4. Biografi Habib Ahmad Suhuf bin Muhammad Djamiluddin bin Abu Bakar Assegaf

Biografi Riwayat Singkat Habib Ahmad Suhuf bin Muhammad Djamiluddin  bin Abu Bakar bin Hasan bin Hasyim bin Muhammad bin Umar as-Shaafy bin Abdurrahman Assegaf.

Oleh H.Hasan Baseri  bin H. Muhammad Barsih.

 

    Makam Habib Ahmad Suhuf bin Muhammad Djamiluddin Assegaf    

Sejarah singkat Habib Ahmad Suhuf bin Muhammad Djamiluddin (Habib Lumpangi) bin Abu Bakar bin Hasan bin Hasyim Assegaf Lumpangi Loksado. Ia adalah seorang yang aliim sesudah ayahnya dan seorang yang shaleh,  dan ia seorang yang ta’at yang memelihara iman dan islam, ia amat kenal dengan Tuhannya, ia seorang yang bertanggungjawab kepada keluarganya dan ia selalu berusaha menjalankan syari’at yang diperintahkan Tuhannya secara ketat selama hidupnya, seperti shalat, puasa, zakat dan amaliah-amaliah dzahir dan bathin lainya

 

1. Habib Ahmad Suhuf bin Muhammad Djamiluddin  bin Abu Bakar bin Hasan bin Hasyim bin Muhammad bin Umar as-Shaafy bin Abdurrahman Assegaf Lahir

Menurut Folklor ceritra Datu-datu dan nenek kami menyebutkan bahwa Habib Ahmad Suhuf dilahirkan Ahad,10 Jumadil Awal 1149H/1736M di Desa Lumpangi, dan ia tumbuh dan dibesarkan dilingkungan orang-orang  muslim yang taat Agama islam di Desa Lumpangi, ia berada di desa yang sangat terisolasi dari keramaian kota Kandangan, berada diudik sungai Kali Amandit yang jauh, kalau berpergian masa itu selalu jalan kaki. Isterinya Diang Galuh Aminah bin Abdullah bin Hamzah, ia adalah buyut Datu Muhammad Lngara.

Sayyid Ahmad Suhuf adalah nama panjangnya, sedangkan Ahmad adalah nama panggilannya sehari-hari. Kedua orang tuanya memberinya nama Ahmad Suhuf. Nama ayahnya adalah Muhammad Djamiluddin (Habib Lumpangi) dan ibunya bernama Siti Sarah binti Abu Thalib bin Muhammad Langara.

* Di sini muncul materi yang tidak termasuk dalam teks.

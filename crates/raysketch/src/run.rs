use std::path::Path;
use std::time::Duration;

use anyhow::{Context, Result};
use motion::{ContentItem, SketchOptions};
use renderer::{Antialiasing, Renderer, RendererConfig};
use sketchconfig::{SketchConfig, WindowSize};
use tracing_subscriber::EnvFilter;

use crate::cli::RunArgs;
use crate::paths::{ConfigLocation, ConfigOrigin};

pub fn run(config_path: Option<&Path>, args: RunArgs) -> Result<()> {
    let config = load_config(config_path)?;
    let renderer_config = build_renderer_config(&config, &args);
    tracing::info!(
        items = renderer_config.content.len(),
        hold_ms = renderer_config.sketch.hold.as_millis() as u64,
        paused = renderer_config.sketch.start_paused,
        "bootstrapping raysketch"
    );
    Renderer::new(renderer_config).run()
}

pub fn initialise_tracing() {
    let filter = EnvFilter::try_from_default_env().unwrap_or_else(|_| EnvFilter::new("info"));
    tracing_subscriber::fmt()
        .with_env_filter(filter)
        .with_target(false)
        .with_writer(std::io::stderr)
        .init();
}

/// Loads the sketch configuration, falling back to defaults only when the
/// per-user file is absent.
pub fn load_config(explicit: Option<&Path>) -> Result<SketchConfig> {
    let location = ConfigLocation::resolve(explicit)?;
    match location.origin {
        ConfigOrigin::Explicit => {
            let config = SketchConfig::load(&location.path).with_context(|| {
                format!("failed to load config at {}", location.path.display())
            })?;
            tracing::info!(path = %location.path.display(), "loaded sketch config");
            Ok(config)
        }
        ConfigOrigin::Default => {
            match SketchConfig::load_optional(&location.path).with_context(|| {
                format!("failed to load config at {}", location.path.display())
            })? {
                Some(config) => {
                    tracing::info!(path = %location.path.display(), "loaded sketch config");
                    Ok(config)
                }
                None => {
                    tracing::debug!(
                        path = %location.path.display(),
                        "no config file present; using built-in defaults"
                    );
                    Ok(SketchConfig::default())
                }
            }
        }
    }
}

/// Command-line flags take precedence over the config file.
pub fn build_renderer_config(config: &SketchConfig, args: &RunArgs) -> RendererConfig {
    let size = args
        .size
        .or(config.window.size)
        .unwrap_or(WindowSize::DEFAULT);
    let target_fps = match args.fps.or(config.window.fps) {
        Some(fps) if fps > 0.0 => Some(fps),
        _ => None,
    };
    let antialiasing = args
        .antialias
        .or(config.window.antialias)
        .map(Antialiasing::from)
        .unwrap_or_default();
    let hold = args
        .hold_ms
        .map(Duration::from_millis)
        .unwrap_or_else(|| config.hold());
    let content: Vec<ContentItem> = config
        .content_entries()
        .iter()
        .map(ContentItem::from)
        .collect();

    RendererConfig {
        surface_size: (size.width, size.height),
        shader_source: args.shader.clone(),
        target_fps,
        antialiasing,
        content,
        sketch: SketchOptions {
            hold,
            start_paused: args.paused,
            ..SketchOptions::default()
        },
    }
}

#[cfg(test)]
mod tests {
    use super::*;

    fn no_flags() -> RunArgs {
        RunArgs {
            size: None,
            fps: None,
            antialias: None,
            shader: None,
            hold_ms: None,
            paused: false,
        }
    }

    #[test]
    fn defaults_without_config_or_flags() {
        let config = build_renderer_config(&SketchConfig::default(), &no_flags());
        assert_eq!(config.surface_size, (1280, 720));
        assert_eq!(config.target_fps, None);
        assert_eq!(config.antialiasing, Antialiasing::Auto);
        assert_eq!(config.sketch.hold, Duration::from_secs(1));
        assert_eq!(config.content.len(), 3);
        assert_eq!(config.content[0].title, "BEHOLD!!");
    }

    #[test]
    fn flags_override_config() {
        let file = SketchConfig::from_toml_str(
            r#"
version = 1

[window]
size = "640x480"
fps = 24
antialias = "off"

[interaction]
hold = "2s"

[[content]]
title = "ONLY"
color = [0.5, 0.5, 0.5]
"#,
        )
        .unwrap();

        let from_file = build_renderer_config(&file, &no_flags());
        assert_eq!(from_file.surface_size, (640, 480));
        assert_eq!(from_file.target_fps, Some(24.0));
        assert_eq!(from_file.antialiasing, Antialiasing::Off);
        assert_eq!(from_file.sketch.hold, Duration::from_secs(2));
        assert_eq!(from_file.content.len(), 1);

        let args = RunArgs {
            size: Some(WindowSize {
                width: 320,
                height: 200,
            }),
            fps: Some(0.0),
            hold_ms: Some(300),
            paused: true,
            ..no_flags()
        };
        let merged = build_renderer_config(&file, &args);
        assert_eq!(merged.surface_size, (320, 200));
        assert_eq!(merged.target_fps, None);
        assert_eq!(merged.sketch.hold, Duration::from_millis(300));
        assert!(merged.sketch.start_paused);
        assert_eq!(merged.antialiasing, Antialiasing::Off);
    }

    #[test]
    fn missing_explicit_config_is_an_error() {
        let err = load_config(Some(Path::new("/nonexistent/raysketch.toml"))).unwrap_err();
        assert!(format!("{err:#}").contains("failed to load config"));
    }
}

Ahmad adalah keturunan ke-3  atau cucu tersayang Habib Abu Bakar bin Hasan Assegaf. Kakek dan kedua orang tuanya menaruh harapan besar kepadanya.

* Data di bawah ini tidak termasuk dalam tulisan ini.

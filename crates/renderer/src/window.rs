use std::path::Path;
use std::sync::Arc;
use std::time::{Duration, Instant};

use anyhow::{anyhow, Context, Result};
use motion::{FrameOutcome, Sketch, TextOverlay, TextSlot, TextStyle, TextSurface};
use tracing::{debug, error, info, warn};
use winit::dpi::{PhysicalPosition, PhysicalSize};
use winit::event::{ElementState, Event, MouseButton, TouchPhase, WindowEvent};
use winit::event_loop::{ControlFlow, EventLoop, EventLoopWindowTarget};
use winit::keyboard::{Key, NamedKey};
use winit::window::{Window, WindowBuilder};

use crate::compile::RAYMARCH_FRAGMENT;
use crate::gpu::GpuState;
use crate::runtime::FramePacer;
use crate::types::RendererConfig;

const WINDOW_TITLE: &str = "raysketch";
const SOFTWARE_FPS_CAP: f32 = 15.0;
/// How often paused transitions are advanced while no frames are drawn.
const PAUSED_TICK: Duration = Duration::from_millis(16);

/// Window caption for the current title text.
fn caption_for(title: &str) -> String {
    let title = title.trim();
    if title.is_empty() {
        WINDOW_TITLE.to_string()
    } else {
        format!("{title} | {WINDOW_TITLE}")
    }
}

/// Caption text surface backed by the window title bar.
///
/// Offsets and opacity are tracked but only the text is visible.
struct CaptionSurface {
    window: Arc<Window>,
    overlay: TextOverlay,
}

impl CaptionSurface {
    fn new(window: Arc<Window>) -> Self {
        Self {
            window,
            overlay: TextOverlay::new(),
        }
    }
}

impl TextSurface for CaptionSurface {
    fn set_text(&mut self, slot: TextSlot, text: &str) {
        self.overlay.set_text(slot, text);
        if slot == TextSlot::Title {
            self.window.set_title(&caption_for(text));
        }
    }

    fn style(&self, slot: TextSlot) -> TextStyle {
        self.overlay.style(slot)
    }

    fn set_style(&mut self, slot: TextSlot, style: TextStyle) {
        self.overlay.set_style(slot, style);
    }
}

/// Everything the event loop touches. `gpu` is declared first so the surface
/// is dropped before the window it was created from.
struct WindowState {
    gpu: GpuState,
    sketch: Sketch<CaptionSurface>,
    pacer: FramePacer,
    window: Arc<Window>,
}

impl WindowState {
    fn new(window: Arc<Window>, config: &RendererConfig, fragment: &str) -> Result<Self> {
        let now = Instant::now();
        let caption = CaptionSurface::new(window.clone());
        let mut sketch = Sketch::new(config.content.clone(), caption, config.sketch, now);

        let size = window.inner_size();
        sketch.resize(size.width, size.height);

        let gpu = GpuState::new(
            window.as_ref(),
            size,
            config.antialiasing,
            fragment,
            sketch.uniforms().values(),
            sketch.framing(),
        )?;

        let profile = gpu.adapter_profile();
        let mut target_fps = config.target_fps;
        if profile.is_software() && target_fps.is_none() {
            warn!(
                adapter = %profile.name,
                backend = ?profile.backend,
                cap = SOFTWARE_FPS_CAP,
                "software rasterizer detected; capping frame rate (override with --fps)"
            );
            target_fps = Some(SOFTWARE_FPS_CAP);
        }
        let pacer = FramePacer::new(target_fps);
        if let Some(interval) = pacer.interval() {
            debug!(interval_ms = interval.as_millis() as u64, "frame cap active");
        }

        Ok(Self {
            gpu,
            sketch,
            pacer,
            window,
        })
    }

    fn resize(&mut self, new_size: PhysicalSize<u32>) {
        self.gpu.resize(new_size);
        if self.sketch.resize(new_size.width, new_size.height) {
            self.gpu.set_framing(self.sketch.framing());
        }
    }

    fn redraw(&mut self, elwt: &EventLoopWindowTarget<()>) {
        let now = Instant::now();
        match self.sketch.frame(now, &mut self.gpu) {
            Ok(FrameOutcome::Drawn) => self.pacer.mark_rendered(now),
            Ok(FrameOutcome::Skipped) => {}
            Err(err) => self.handle_surface_error(err, elwt),
        }
    }

    fn toggle_pause(&mut self, elwt: &EventLoopWindowTarget<()>) {
        let now = Instant::now();
        match self.sketch.toggle_pause(now, &mut self.gpu) {
            Ok(state) => {
                info!(?state, time = self.sketch.uniforms().time(), "toggled render loop");
                self.pacer.reset();
                self.pacer.mark_rendered(now);
            }
            Err(err) => self.handle_surface_error(err, elwt),
        }
    }

    fn handle_surface_error(&mut self, err: wgpu::SurfaceError, elwt: &EventLoopWindowTarget<()>) {
        match err {
            wgpu::SurfaceError::Lost | wgpu::SurfaceError::Outdated => {
                debug!(?err, "reconfiguring surface");
                self.gpu.reconfigure();
            }
            wgpu::SurfaceError::OutOfMemory => {
                error!("surface out of memory; exiting");
                elwt.exit();
            }
            wgpu::SurfaceError::Timeout => {
                warn!("surface timeout; retrying next frame");
            }
            other => {
                warn!(error = ?other, "surface error; retrying next frame");
            }
        }
    }

    fn schedule(&mut self, elwt: &EventLoopWindowTarget<()>) {
        let now = Instant::now();
        if self.sketch.is_running() {
            if self.pacer.ready_for_frame(now) {
                self.window.request_redraw();
                elwt.set_control_flow(ControlFlow::Wait);
            } else if let Some(deadline) = self.pacer.next_deadline() {
                elwt.set_control_flow(ControlFlow::WaitUntil(deadline));
            }
            return;
        }

        // Paused: no frames, but a running transition and a pending hold
        // still need to be advanced.
        let animating = self.sketch.update(now);
        let wake = if animating {
            Some(now + PAUSED_TICK)
        } else {
            self.sketch.next_deadline()
        };
        match wake {
            Some(deadline) => elwt.set_control_flow(ControlFlow::WaitUntil(deadline)),
            None => elwt.set_control_flow(ControlFlow::Wait),
        }
    }

    fn pointer_moved(&mut self, position: PhysicalPosition<f64>) {
        self.sketch.pointer_moved(position.x, position.y);
    }
}

fn load_fragment(path: Option<&Path>) -> Result<String> {
    match path {
        Some(path) => {
            info!(shader = %path.display(), "loading fragment shader override");
            std::fs::read_to_string(path)
                .with_context(|| format!("failed to read shader at {}", path.display()))
        }
        None => Ok(RAYMARCH_FRAGMENT.to_string()),
    }
}

pub(crate) fn run_window(config: RendererConfig) -> Result<()> {
    let fragment = load_fragment(config.shader_source.as_deref())?;

    let event_loop =
        EventLoop::new().map_err(|err| anyhow!("failed to create event loop: {err}"))?;
    let (width, height) = config.surface_size;
    let window = WindowBuilder::new()
        .with_title(WINDOW_TITLE)
        .with_inner_size(PhysicalSize::new(width, height))
        .build(&event_loop)
        .map_err(|err| anyhow!("failed to create window: {err}"))?;
    let window = Arc::new(window);

    let mut state = WindowState::new(window, &config, &fragment)
        .context("failed to initialise window renderer")?;
    state.window.request_redraw();

    event_loop
        .run(move |event, elwt| match event {
            Event::WindowEvent { window_id, event } if window_id == state.window.id() => {
                match event {
                    WindowEvent::CloseRequested | WindowEvent::Destroyed => {
                        info!(
                            frames = state.gpu.frames_presented(),
                            index = state.sketch.cycler().current_index(),
                            "closing window"
                        );
                        elwt.exit();
                    }
                    WindowEvent::KeyboardInput { event, .. } => {
                        if event.state != ElementState::Pressed || event.repeat {
                            return;
                        }
                        match event.logical_key {
                            Key::Named(NamedKey::Space) => state.toggle_pause(elwt),
                            Key::Character(ref value) if value.as_str() == " " => {
                                state.toggle_pause(elwt)
                            }
                            Key::Named(NamedKey::Escape) => elwt.exit(),
                            _ => {}
                        }
                    }
                    WindowEvent::CursorMoved { position, .. } => state.pointer_moved(position),
                    WindowEvent::CursorLeft { .. } => state.sketch.pointer_left(),
                    WindowEvent::MouseInput {
                        state: button_state,
                        button: MouseButton::Left,
                        ..
                    } => match button_state {
                        ElementState::Pressed => state.sketch.pointer_down(Instant::now()),
                        ElementState::Released => state.sketch.pointer_up(),
                    },
                    WindowEvent::Touch(touch) => {
                        state.pointer_moved(touch.location);
                        match touch.phase {
                            TouchPhase::Started => state.sketch.pointer_down(Instant::now()),
                            TouchPhase::Ended | TouchPhase::Cancelled => state.sketch.pointer_up(),
                            TouchPhase::Moved => {}
                        }
                    }
                    WindowEvent::Resized(new_size) => state.resize(new_size),
                    WindowEvent::ScaleFactorChanged {
                        mut inner_size_writer,
                        ..
                    } => {
                        let _ = inner_size_writer.request_inner_size(state.gpu.size());
                    }
                    WindowEvent::RedrawRequested => state.redraw(elwt),
                    _ => {}
                }
            }
            Event::AboutToWait => state.schedule(elwt),
            _ => {}
        })
        .map_err(|err| anyhow!("window event loop error: {err}"))
}

#[cfg(test)]
mod tests {
    use super::*;

    #[test]
    fn caption_mirrors_title() {
        assert_eq!(caption_for("RAYMARCHING"), "RAYMARCHING | raysketch");
        assert_eq!(caption_for("  "), "raysketch");
    }

    #[test]
    fn missing_override_is_an_error() {
        let err = load_fragment(Some(Path::new("/nonexistent/sketch.frag"))).unwrap_err();
        assert!(err.to_string().contains("failed to read shader"));
    }

    #[test]
    fn bundled_fragment_is_the_default() {
        assert_eq!(load_fragment(None).unwrap(), RAYMARCH_FRAGMENT);
    }
}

2. Habib Ahmad Suhuf bin Muhammad Djamiluddin  bin Abu Bakar bin Hasan bin Hasyim bin Muhammad bin Umar as-Shaafy bin Abdurrahman Assegaf Mendapatkan Pengajaran Ilmu Agama

Dimasa kecinya Habib Ahmad Suhuf bin Muhammad Djamiluddin  bin Abu Bakar Assegaf berada di bawah asuhan orang tuanya di Desa Lumpangi, ia ingin mengembara,  ke Negeri orang, kata orang tuanya bahwa “Kalau kau ingin merantau, kau harus banyak basango ilmu, supaya kembalinya kau selamat,” maka iapun telah membekali dirinya dengan giat belajar dan bertanya tentang ilmu-ilmu agama kepada orang tuanya, kepada kakeknya dan pamannya dan juga kepada orang lain tentang ilmu akhlak, ilmu tauhid dan ilmu hakekat.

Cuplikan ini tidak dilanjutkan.